SALT LAKE CITY -- Bankruptcy filings and home foreclosures are on a downward trend in Utah, a sign that its economy continues to improve.
Utah's 7,596 bankruptcy filings during the first half of 2013 were down 12 percent from the year-earlier period, Bankruptcy Court Clerk David Sime said Thursday.
"One of the reasons we're seeing a decline is lower interest rates and better employment," Sime said. "We seemed to weather the recession better than most states. You see a lot of high-tech jobs coming in."
Still, the bankruptcy rate in a state with big families remains high by national standards. Utah ranked sixth among states in per-capita filings during the first half of 2013, according to the American Bankruptcy Institute, a research group.
The Salt Lake Tribune first reported on the figures.
Meanwhile, the foreclosure listing firm RealtyTrac Inc. said the number of distressed homes declined 47 percent in June over the same month a year ago.
The most recent figure showed 454 houses entered foreclosure or were repossessed by banks in Utah. The number was down from a year ago, but more recently it rose nearly 30 percent from May.
RealtyTrac's quarterly report Thursday ranked Utah 16th nationally with one of 194 housing units seeing a foreclosure filing.

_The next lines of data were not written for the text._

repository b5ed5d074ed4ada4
#![allow(dead_code)]
use std::{future::Future, time::Duration};

use chrono::{DateTime, TimeZone, Utc};
use payment_relay_engine::{
    db_types::PaymentTask,
    test_utils::prepare_env::{prepare_test_env, random_db_path},
    SqliteDatabase,
};
use relay_common::Cents;

pub async fn fresh_database() -> SqliteDatabase {
    let url = random_db_path();
    prepare_test_env(&url).await.with_poll_interval(Duration::from_millis(20))
}

pub fn init_logging() {
    let _ = env_logger::try_init();
}

pub fn task(id: &str, cents: i64) -> PaymentTask {
    PaymentTask::now(id, Cents::from(cents))
}

pub fn task_at(id: &str, cents: i64, ts: DateTime<Utc>) -> PaymentTask {
    PaymentTask::new(id, Cents::from(cents), ts)
}

pub fn ts(h: u32, m: u32, s: u32) -> DateTime<Utc> {
    Utc.with_ymd_and_hms(2025, 7, 15, h, m, s).unwrap()
}

/// Polls `check` every 10 ms until it returns true, panicking after `timeout`.
pub async fn wait_for<F, Fut>(timeout: Duration, what: &str, mut check: F)
where
    F: FnMut() -> Fut,
    Fut: Future<Output = bool>,
{
    let deadline = tokio::time::Instant::now() + timeout;
    while !check().await {
        if tokio::time::Instant::now() >= deadline {
            panic!("Timed out waiting for {what}");
        }
        tokio::time::sleep(Duration::from_millis(10)).await;
    }
}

Utah had the country's fifth lowest unemployment rate in May at 4.6 percent, according to the most recent figures available.

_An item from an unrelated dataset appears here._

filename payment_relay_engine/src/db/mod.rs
pub mod memory;
#[cfg(feature = "sqlite")]
pub mod sqlite;
pub mod traits;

A few weeks ago, Gov. Gary Herbert announced Utah was on track to add 100,000 jobs in 1,000 days -- a pledge he made during a State of the State address in January 2002.

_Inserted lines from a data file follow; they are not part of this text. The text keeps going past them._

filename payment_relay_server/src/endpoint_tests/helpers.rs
use std::sync::Arc;

use actix_web::{body::MessageBody, http::StatusCode, test, test::TestRequest, web, web::ServiceConfig, App};
use log::debug;
use payment_relay_engine::PaymentRelayApi;

use super::mocks::{MockLedger, MockQueue};
use crate::routes::{health, json_config, query_config, PaymentsRoute, PaymentsSummaryRoute};

pub fn configure(ledger: MockLedger, queue: MockQueue) -> impl FnOnce(&mut ServiceConfig) {
    move |cfg: &mut ServiceConfig| {
        let api = PaymentRelayApi::new(Arc::new(ledger), Arc::new(queue));
        cfg.app_data(web::Data::new(api))
            .app_data(json_config())
            .app_data(query_config())
            .service(health)
            .service(PaymentsRoute::<MockLedger, MockQueue>::new())
            .service(PaymentsSummaryRoute::<MockLedger, MockQueue>::new());
    }
}

pub async fn send_request(req: TestRequest, configure: impl FnOnce(&mut ServiceConfig)) -> (StatusCode, String) {
    let _ = env_logger::try_init();
    let app = App::new().configure(configure);
    let service = test::init_service(app).await;
    debug!("Making request");
    let res = test::call_service(&service, req.to_request()).await;
    let status = res.status();
    let body = String::from_utf8_lossy(&res.into_body().try_into_bytes().unwrap()).into_owned();
    (status, body)
}

pub fn error_message(body: &str) -> String {
    let json: serde_json::Value = serde_json::from_str(body).expect("Error body was not JSON");
    json["error"].as_str().expect("Error body has no error field").to_string()
}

Utah has 1.2 million nonfarm jobs, more than Nevada, New Mexico, Wyoming or Idaho, but fewer than Arizona or Colorado, according to the U.S. Bureau of Labor Statistics.
Utah is performing well by many measures, especially among technology companies. It promotes an urban corridor in northern Utah as Silicon Slopes because of nine ski areas within an hour of Salt Lake City, and many of the companies praise Utah's outdoor life.
That tech corridor running from the Salt Lake City suburb of Sandy to Provo has added 24,000 jobs since January, said Michael Sullivan, a spokesman for the Governor's Office of Economic Development.
Herbert often repeats Utah's top rankings by business magazines. Forbes magazine recently declared Utah the best state for business for a third year in a row.
However, wage rates are unexceptional, Utah spends less than almost all other states on public education, and four other states have lower unemployment rates.
Hourly earnings average $22.80 in Utah, which is greater than in Nevada or New Mexico but less than in Arizona or, notably, Colorado, where wages average $25.46, according to the Bureau of Labor Statistics.